▼

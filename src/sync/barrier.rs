//! Barrier for N-way rendezvous with cancel-aware waiting.
//!
//! The barrier trips when `size` callers have arrived. Exactly one caller,
//! the arrival that trips it, observes `is_leader = true` per generation.
//! After tripping the barrier resets, so it can be reused for the next round.
//!
//! An arrival is counted when `wait` is called. A caller whose wait is later
//! cancelled or dropped still counts toward the generation it joined: the
//! barrier counts arrivals, not completions.

use std::cell::Cell;
use std::future::Future;
use std::mem;
use std::pin::Pin;
use std::task::{Context, Poll};

use crate::cancel::CancelToken;
use crate::error::{Result, SyncError};
use crate::sync::notify::{Notified, Notify};

/// Barrier for N-way rendezvous.
#[derive(Debug)]
pub struct Barrier {
    size: usize,
    /// Arrivals still missing in the current generation.
    remaining: Cell<usize>,
    generation: Cell<u64>,
    waiters: Notify,
}

/// Result of a barrier wait.
#[derive(Debug, Clone, Copy, PartialEq, Eq)]
pub struct BarrierWaitResult {
    is_leader: bool,
}

impl BarrierWaitResult {
    /// Returns true for exactly one caller per generation.
    #[must_use]
    pub const fn is_leader(&self) -> bool {
        self.is_leader
    }
}

impl Barrier {
    /// Creates a barrier that trips after `size` arrivals.
    ///
    /// # Errors
    ///
    /// Returns [`SyncError::InvalidArgument`] if `size` is zero.
    pub fn new(size: usize) -> Result<Self> {
        if size == 0 {
            return Err(SyncError::invalid_argument(
                "size",
                "a positive integer",
                size as u64,
            ));
        }
        Ok(Self {
            size,
            remaining: Cell::new(size),
            generation: Cell::new(0),
            waiters: Notify::new(),
        })
    }

    /// Returns the number of arrivals needed to trip the barrier.
    #[must_use]
    pub const fn size(&self) -> usize {
        self.size
    }

    /// Returns the arrivals still missing in the current generation.
    #[must_use]
    pub fn remaining(&self) -> usize {
        self.remaining.get()
    }

    /// Returns how many times the barrier has tripped.
    #[must_use]
    pub fn generation(&self) -> u64 {
        self.generation.get()
    }

    /// Arrives at the barrier and waits for it to trip.
    pub fn wait(&self) -> BarrierWait<'_> {
        self.arrive(None)
    }

    /// Arrives at the barrier; the wait is abandoned if `token` fires.
    ///
    /// An already-fired token fails immediately and does not count as an
    /// arrival.
    pub fn wait_with(&self, token: &CancelToken) -> BarrierWait<'_> {
        self.arrive(Some(token))
    }

    fn arrive(&self, token: Option<&CancelToken>) -> BarrierWait<'_> {
        if let Some(err) = token.and_then(|token| token.checkpoint().err()) {
            return BarrierWait {
                state: WaitState::Failed(err),
            };
        }

        let remaining = self.remaining.get() - 1;
        if remaining == 0 {
            let generation = self.generation.get().wrapping_add(1);
            self.remaining.set(self.size);
            self.generation.set(generation);
            self.waiters.notify_all();
            tracing::debug!(size = self.size, generation, "barrier tripped");
            return BarrierWait {
                state: WaitState::Leader,
            };
        }

        self.remaining.set(remaining);
        tracing::trace!(remaining, "barrier arrival");
        let notified = match token {
            Some(token) => self.waiters.notified_with(token),
            None => self.waiters.notified(),
        };
        BarrierWait {
            state: WaitState::Waiting(notified),
        }
    }
}

enum WaitState<'a> {
    Leader,
    Waiting(Notified<'a>),
    Failed(SyncError),
    Done,
}

/// Future returned by [`Barrier::wait`] and [`Barrier::wait_with`].
#[must_use = "futures do nothing unless polled"]
pub struct BarrierWait<'a> {
    state: WaitState<'a>,
}

impl Future for BarrierWait<'_> {
    type Output = Result<BarrierWaitResult>;

    fn poll(self: Pin<&mut Self>, cx: &mut Context<'_>) -> Poll<Self::Output> {
        let this = self.get_mut();
        match mem::replace(&mut this.state, WaitState::Done) {
            WaitState::Leader => Poll::Ready(Ok(BarrierWaitResult { is_leader: true })),
            WaitState::Failed(err) => Poll::Ready(Err(err)),
            WaitState::Waiting(mut notified) => match Pin::new(&mut notified).poll(cx) {
                Poll::Ready(outcome) => {
                    Poll::Ready(outcome.map(|()| BarrierWaitResult { is_leader: false }))
                }
                Poll::Pending => {
                    this.state = WaitState::Waiting(notified);
                    Poll::Pending
                }
            },
            WaitState::Done => panic!("`BarrierWait` polled after completion"),
        }
    }
}

impl std::fmt::Debug for BarrierWait<'_> {
    fn fmt(&self, f: &mut std::fmt::Formatter<'_>) -> std::fmt::Result {
        let state = match self.state {
            WaitState::Leader => "leader",
            WaitState::Waiting(_) => "waiting",
            WaitState::Failed(_) => "failed",
            WaitState::Done => "done",
        };
        f.debug_struct("BarrierWait").field("state", &state).finish()
    }
}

▲

WHAT YOU ARE ASKED TO DO: Word for word, reproduce every line of the data.

ANSWER TO THIS TASK:
filename src/sync/barrier.rs
//! Barrier for N-way rendezvous with cancel-aware waiting.
//!
//! The barrier trips when `size` callers have arrived. Exactly one caller,
//! the arrival that trips it, observes `is_leader = true` per generation.
//! After tripping the barrier resets, so it can be reused for the next round.
//!
//! An arrival is counted when `wait` is called. A caller whose wait is later
//! cancelled or dropped still counts toward the generation it joined: the
//! barrier counts arrivals, not completions.

use std::cell::Cell;
use std::future::Future;
use std::mem;
use std::pin::Pin;
use std::task::{Context, Poll};

use crate::cancel::CancelToken;
use crate::error::{Result, SyncError};
use crate::sync::notify::{Notified, Notify};

/// Barrier for N-way rendezvous.
#[derive(Debug)]
pub struct Barrier {
    size: usize,
    /// Arrivals still missing in the current generation.
    remaining: Cell<usize>,
    generation: Cell<u64>,
    waiters: Notify,
}

/// Result of a barrier wait.
#[derive(Debug, Clone, Copy, PartialEq, Eq)]
pub struct BarrierWaitResult {
    is_leader: bool,
}

impl BarrierWaitResult {
    /// Returns true for exactly one caller per generation.
    #[must_use]
    pub const fn is_leader(&self) -> bool {
        self.is_leader
    }
}

impl Barrier {
    /// Creates a barrier that trips after `size` arrivals.
    ///
    /// # Errors
    ///
    /// Returns [`SyncError::InvalidArgument`] if `size` is zero.
    pub fn new(size: usize) -> Result<Self> {
        if size == 0 {
            return Err(SyncError::invalid_argument(
                "size",
                "a positive integer",
                size as u64,
            ));
        }
        Ok(Self {
            size,
            remaining: Cell::new(size),
            generation: Cell::new(0),
            waiters: Notify::new(),
        })
    }

    /// Returns the number of arrivals needed to trip the barrier.
    #[must_use]
    pub const fn size(&self) -> usize {
        self.size
    }

    /// Returns the arrivals still missing in the current generation.
    #[must_use]
    pub fn remaining(&self) -> usize {
        self.remaining.get()
    }

    /// Returns how many times the barrier has tripped.
    #[must_use]
    pub fn generation(&self) -> u64 {
        self.generation.get()
    }

    /// Arrives at the barrier and waits for it to trip.
    pub fn wait(&self) -> BarrierWait<'_> {
        self.arrive(None)
    }

    /// Arrives at the barrier; the wait is abandoned if `token` fires.
    ///
    /// An already-fired token fails immediately and does not count as an
    /// arrival.
    pub fn wait_with(&self, token: &CancelToken) -> BarrierWait<'_> {
        self.arrive(Some(token))
    }

    fn arrive(&self, token: Option<&CancelToken>) -> BarrierWait<'_> {
        if let Some(err) = token.and_then(|token| token.checkpoint().err()) {
            return BarrierWait {
                state: WaitState::Failed(err),
            };
        }

        let remaining = self.remaining.get() - 1;
        if remaining == 0 {
            let generation = self.generation.get().wrapping_add(1);
            self.remaining.set(self.size);
            self.generation.set(generation);
            self.waiters.notify_all();
            tracing::debug!(size = self.size, generation, "barrier tripped");
            return BarrierWait {
                state: WaitState::Leader,
            };
        }

        self.remaining.set(remaining);
        tracing::trace!(remaining, "barrier arrival");
        let notified = match token {
            Some(token) => self.waiters.notified_with(token),
            None => self.waiters.notified(),
        };
        BarrierWait {
            state: WaitState::Waiting(notified),
        }
    }
}

enum WaitState<'a> {
    Leader,
    Waiting(Notified<'a>),
    Failed(SyncError),
    Done,
}

/// Future returned by [`Barrier::wait`] and [`Barrier::wait_with`].
#[must_use = "futures do nothing unless polled"]
pub struct BarrierWait<'a> {
    state: WaitState<'a>,
}

impl Future for BarrierWait<'_> {
    type Output = Result<BarrierWaitResult>;

    fn poll(self: Pin<&mut Self>, cx: &mut Context<'_>) -> Poll<Self::Output> {
        let this = self.get_mut();
        match mem::replace(&mut this.state, WaitState::Done) {
            WaitState::Leader => Poll::Ready(Ok(BarrierWaitResult { is_leader: true })),
            WaitState::Failed(err) => Poll::Ready(Err(err)),
            WaitState::Waiting(mut notified) => match Pin::new(&mut notified).poll(cx) {
                Poll::Ready(outcome) => {
                    Poll::Ready(outcome.map(|()| BarrierWaitResult { is_leader: false }))
                }
                Poll::Pending => {
                    this.state = WaitState::Waiting(notified);
                    Poll::Pending
                }
            },
            WaitState::Done => panic!("`BarrierWait` polled after completion"),
        }
    }
}

impl std::fmt::Debug for BarrierWait<'_> {
    fn fmt(&self, f: &mut std::fmt::Formatter<'_>) -> std::fmt::Result {
        let state = match self.state {
            WaitState::Leader => "leader",
            WaitState::Waiting(_) => "waiting",
            WaitState::Failed(_) => "failed",
            WaitState::Done => "done",
        };
        f.debug_struct("BarrierWait").field("state", &state).finish()
    }
}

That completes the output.